Interest Rates on Personal Loans
The interest rate, which determines the EMI, is one of the most important aspects of a personal loan. There are two types of interest rates: fixed and variable.
- The cost of borrowing is fixed.
- Fee on a floating loan.
- Fixed Interest Rate: If you want a personal loan with a fixed lending cost, you can pay the same premium over the loan period.
- Floating Interest Rate: On the other hand, a floating or variable loan fee is related to the Marginal Cost of Lending Rate, or MCLR, resulting in a flexible interest rate that varies with the MCLR.

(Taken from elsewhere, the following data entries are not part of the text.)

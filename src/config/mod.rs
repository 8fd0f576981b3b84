pub mod config;
pub mod types;

pub use config::TransportConfig;
pub use types::LogLevel;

Interest Rates on Personal Loans: Factors to Consider
- Credit score: A credit score is a three-digit number that indicates how well you have treated previous credit card and personal loan repayments. You may be given a lower interest rate.
- Income: Since personal loans are non-collateralized and do not need any security, a high monthly income serves as a guarantee to the lenders.
Tips for obtaining a Low-Interest Personal Loan
- Improve Your Credit Score: As previously mentioned, maintaining a good credit score of 750 or higher is important because it represents your creditworthiness. If your credit score is less than 750, you’ll need to put in some extra effort to lift it.
- Pay Off Current Debts: The DTI (Debt to Income Ratio) is determined by dividing a person’s monthly debts by his or her monthly income. Lenders use DTI to assess an applicant’s ability to handle monthly EMIs as well as other expenses.
- Compare your options: Don’t consider the first personal loan offer you get or see.
- Apply with a co-applicant: If your credit score is below 750, lenders can accept your loan, but only at a high-interest rate.
- Consider pre-approved loans: After reviewing your repayment history, lenders can give you a pre-approved loan.
Final Thoughts:
And if you are a cash salaried employee, you can get a personal loan for a wedding. There is various app, like Indiabulls Dhani App, that allows you to get a personal loan without having to show proof of income. Only the most basic KYC documents are needed.